(Collected data)
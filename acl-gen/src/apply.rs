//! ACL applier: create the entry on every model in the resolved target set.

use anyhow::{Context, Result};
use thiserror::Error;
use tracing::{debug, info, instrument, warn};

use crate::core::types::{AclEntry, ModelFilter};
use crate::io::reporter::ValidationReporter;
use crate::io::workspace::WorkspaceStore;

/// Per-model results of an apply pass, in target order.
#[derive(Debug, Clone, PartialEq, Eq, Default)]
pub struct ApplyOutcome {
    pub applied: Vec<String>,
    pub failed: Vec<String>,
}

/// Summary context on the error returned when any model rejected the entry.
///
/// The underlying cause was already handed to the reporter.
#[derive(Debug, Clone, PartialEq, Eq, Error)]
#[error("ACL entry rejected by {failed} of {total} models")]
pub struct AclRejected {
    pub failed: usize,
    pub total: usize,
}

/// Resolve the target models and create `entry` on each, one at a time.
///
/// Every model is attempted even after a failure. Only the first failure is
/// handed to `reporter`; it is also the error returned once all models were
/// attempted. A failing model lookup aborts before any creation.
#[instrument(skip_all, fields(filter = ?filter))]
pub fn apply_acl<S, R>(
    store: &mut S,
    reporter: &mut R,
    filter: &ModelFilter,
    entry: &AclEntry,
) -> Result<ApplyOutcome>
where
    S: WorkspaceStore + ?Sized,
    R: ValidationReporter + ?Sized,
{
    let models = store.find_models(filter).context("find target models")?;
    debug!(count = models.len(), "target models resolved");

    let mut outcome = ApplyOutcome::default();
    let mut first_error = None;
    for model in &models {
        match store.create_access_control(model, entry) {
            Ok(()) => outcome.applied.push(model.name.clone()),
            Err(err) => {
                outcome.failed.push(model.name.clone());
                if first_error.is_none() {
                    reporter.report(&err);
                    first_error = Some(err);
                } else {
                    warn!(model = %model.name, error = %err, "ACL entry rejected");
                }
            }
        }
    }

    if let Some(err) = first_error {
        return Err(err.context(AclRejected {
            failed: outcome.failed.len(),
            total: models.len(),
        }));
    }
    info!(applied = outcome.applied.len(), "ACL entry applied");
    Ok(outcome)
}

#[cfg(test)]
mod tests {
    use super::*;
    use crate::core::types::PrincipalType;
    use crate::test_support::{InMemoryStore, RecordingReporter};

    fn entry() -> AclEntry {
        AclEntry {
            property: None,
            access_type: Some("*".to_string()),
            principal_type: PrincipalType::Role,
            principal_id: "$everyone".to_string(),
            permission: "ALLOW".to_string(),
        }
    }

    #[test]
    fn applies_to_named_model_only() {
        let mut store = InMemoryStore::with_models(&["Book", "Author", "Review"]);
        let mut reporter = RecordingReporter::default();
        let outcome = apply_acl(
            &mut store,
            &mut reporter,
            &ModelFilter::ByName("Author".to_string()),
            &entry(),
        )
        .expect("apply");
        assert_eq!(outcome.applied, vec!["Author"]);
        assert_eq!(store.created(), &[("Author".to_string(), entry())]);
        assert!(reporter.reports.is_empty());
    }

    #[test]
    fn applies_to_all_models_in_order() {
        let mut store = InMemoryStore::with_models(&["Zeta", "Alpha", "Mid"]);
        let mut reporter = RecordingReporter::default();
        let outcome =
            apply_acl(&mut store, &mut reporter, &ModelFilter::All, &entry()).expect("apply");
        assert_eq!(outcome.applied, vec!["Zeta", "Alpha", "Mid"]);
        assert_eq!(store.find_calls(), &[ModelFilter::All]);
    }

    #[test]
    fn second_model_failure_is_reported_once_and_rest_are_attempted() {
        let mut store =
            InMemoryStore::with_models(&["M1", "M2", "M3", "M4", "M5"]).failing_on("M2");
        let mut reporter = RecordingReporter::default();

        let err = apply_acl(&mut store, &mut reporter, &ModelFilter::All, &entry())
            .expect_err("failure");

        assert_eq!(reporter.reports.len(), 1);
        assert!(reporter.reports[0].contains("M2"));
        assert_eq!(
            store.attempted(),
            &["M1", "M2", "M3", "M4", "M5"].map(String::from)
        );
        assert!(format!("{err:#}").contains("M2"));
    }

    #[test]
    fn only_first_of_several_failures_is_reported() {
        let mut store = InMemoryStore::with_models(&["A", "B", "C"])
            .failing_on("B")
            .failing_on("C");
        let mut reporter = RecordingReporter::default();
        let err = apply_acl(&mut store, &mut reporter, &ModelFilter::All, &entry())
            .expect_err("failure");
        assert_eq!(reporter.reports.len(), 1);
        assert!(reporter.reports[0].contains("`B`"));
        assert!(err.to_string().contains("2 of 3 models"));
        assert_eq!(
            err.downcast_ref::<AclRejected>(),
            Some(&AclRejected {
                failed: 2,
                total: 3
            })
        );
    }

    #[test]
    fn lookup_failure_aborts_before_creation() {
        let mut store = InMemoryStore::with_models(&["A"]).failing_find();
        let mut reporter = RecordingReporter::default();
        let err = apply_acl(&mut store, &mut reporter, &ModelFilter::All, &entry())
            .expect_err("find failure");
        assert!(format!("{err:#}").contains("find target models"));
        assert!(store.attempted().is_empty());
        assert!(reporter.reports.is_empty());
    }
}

==

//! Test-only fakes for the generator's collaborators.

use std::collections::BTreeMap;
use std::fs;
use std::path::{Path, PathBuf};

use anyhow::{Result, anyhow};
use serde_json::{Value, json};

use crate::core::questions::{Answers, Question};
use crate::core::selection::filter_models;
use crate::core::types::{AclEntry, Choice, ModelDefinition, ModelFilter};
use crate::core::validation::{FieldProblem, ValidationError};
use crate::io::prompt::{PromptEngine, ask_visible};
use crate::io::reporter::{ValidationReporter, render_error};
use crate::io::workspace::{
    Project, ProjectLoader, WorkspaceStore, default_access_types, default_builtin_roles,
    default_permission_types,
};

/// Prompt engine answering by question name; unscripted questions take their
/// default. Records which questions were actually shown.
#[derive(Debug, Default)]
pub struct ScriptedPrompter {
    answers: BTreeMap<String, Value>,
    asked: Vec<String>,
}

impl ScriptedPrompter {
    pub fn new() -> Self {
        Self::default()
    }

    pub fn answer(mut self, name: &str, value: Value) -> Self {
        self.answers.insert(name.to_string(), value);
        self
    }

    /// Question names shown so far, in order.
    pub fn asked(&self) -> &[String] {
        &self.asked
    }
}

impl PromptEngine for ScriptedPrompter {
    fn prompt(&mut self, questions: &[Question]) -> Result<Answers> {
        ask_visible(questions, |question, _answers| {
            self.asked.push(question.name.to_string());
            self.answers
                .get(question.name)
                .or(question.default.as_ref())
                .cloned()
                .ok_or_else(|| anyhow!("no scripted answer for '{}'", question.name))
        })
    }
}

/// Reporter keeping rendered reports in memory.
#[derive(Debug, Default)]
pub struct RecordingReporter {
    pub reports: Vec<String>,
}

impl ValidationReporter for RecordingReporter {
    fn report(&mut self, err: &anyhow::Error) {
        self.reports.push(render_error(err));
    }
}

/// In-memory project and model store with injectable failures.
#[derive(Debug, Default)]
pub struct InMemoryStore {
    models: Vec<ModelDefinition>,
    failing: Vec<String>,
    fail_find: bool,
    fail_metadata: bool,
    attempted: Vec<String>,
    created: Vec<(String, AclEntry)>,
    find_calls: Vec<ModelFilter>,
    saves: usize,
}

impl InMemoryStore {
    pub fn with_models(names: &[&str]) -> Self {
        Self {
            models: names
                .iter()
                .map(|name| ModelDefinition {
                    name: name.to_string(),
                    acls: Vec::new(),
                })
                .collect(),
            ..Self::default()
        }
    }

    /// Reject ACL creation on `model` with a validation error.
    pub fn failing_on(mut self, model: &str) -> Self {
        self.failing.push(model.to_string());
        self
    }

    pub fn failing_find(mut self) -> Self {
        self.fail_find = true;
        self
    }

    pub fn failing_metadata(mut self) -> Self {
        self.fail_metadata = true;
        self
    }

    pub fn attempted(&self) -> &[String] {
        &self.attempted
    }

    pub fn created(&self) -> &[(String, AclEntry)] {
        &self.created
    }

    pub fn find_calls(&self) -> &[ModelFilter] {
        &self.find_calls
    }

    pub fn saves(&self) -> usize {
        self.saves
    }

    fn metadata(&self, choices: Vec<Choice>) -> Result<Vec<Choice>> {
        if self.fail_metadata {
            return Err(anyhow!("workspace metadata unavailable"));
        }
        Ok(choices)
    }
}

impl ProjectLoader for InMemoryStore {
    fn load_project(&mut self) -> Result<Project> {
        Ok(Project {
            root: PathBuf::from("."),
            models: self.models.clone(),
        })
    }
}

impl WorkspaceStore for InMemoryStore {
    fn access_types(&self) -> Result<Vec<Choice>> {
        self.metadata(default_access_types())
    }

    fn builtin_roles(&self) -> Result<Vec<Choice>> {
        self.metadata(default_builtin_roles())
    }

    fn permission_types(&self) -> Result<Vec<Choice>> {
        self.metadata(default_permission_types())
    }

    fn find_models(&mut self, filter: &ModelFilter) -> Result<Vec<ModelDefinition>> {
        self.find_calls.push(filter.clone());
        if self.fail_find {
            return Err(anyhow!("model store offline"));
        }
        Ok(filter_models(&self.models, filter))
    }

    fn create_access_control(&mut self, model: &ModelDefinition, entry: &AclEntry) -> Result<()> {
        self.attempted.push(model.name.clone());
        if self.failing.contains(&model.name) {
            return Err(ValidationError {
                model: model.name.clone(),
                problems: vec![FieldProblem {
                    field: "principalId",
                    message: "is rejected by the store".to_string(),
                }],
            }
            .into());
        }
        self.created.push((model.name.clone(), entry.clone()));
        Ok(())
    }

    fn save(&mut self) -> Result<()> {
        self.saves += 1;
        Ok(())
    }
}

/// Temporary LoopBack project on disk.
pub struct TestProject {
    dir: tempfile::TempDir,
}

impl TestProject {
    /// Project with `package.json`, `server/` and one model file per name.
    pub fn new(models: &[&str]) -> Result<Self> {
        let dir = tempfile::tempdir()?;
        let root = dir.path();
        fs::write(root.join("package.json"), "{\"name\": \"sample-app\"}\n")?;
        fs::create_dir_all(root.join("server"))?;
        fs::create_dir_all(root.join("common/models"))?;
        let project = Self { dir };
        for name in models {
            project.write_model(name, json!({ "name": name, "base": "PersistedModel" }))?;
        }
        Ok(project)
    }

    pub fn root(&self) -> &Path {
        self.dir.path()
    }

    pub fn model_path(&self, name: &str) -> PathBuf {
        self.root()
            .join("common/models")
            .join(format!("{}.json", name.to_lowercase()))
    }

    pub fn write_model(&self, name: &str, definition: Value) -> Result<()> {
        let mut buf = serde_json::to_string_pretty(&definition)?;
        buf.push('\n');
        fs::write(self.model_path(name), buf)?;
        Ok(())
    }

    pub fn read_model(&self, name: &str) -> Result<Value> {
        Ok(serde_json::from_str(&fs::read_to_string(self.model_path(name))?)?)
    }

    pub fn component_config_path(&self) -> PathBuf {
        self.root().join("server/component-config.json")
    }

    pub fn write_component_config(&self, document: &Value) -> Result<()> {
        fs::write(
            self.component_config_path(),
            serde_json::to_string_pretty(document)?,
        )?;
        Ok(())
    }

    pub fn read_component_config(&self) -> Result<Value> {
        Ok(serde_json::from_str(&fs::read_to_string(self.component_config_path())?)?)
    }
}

Try it -> Which lines of the records contain the word "total"? Copy each of them.

Response to the exercise ->
#[error("ACL entry rejected by {failed} of {total} models")]
    pub total: usize,
            total: models.len(),
                total: 3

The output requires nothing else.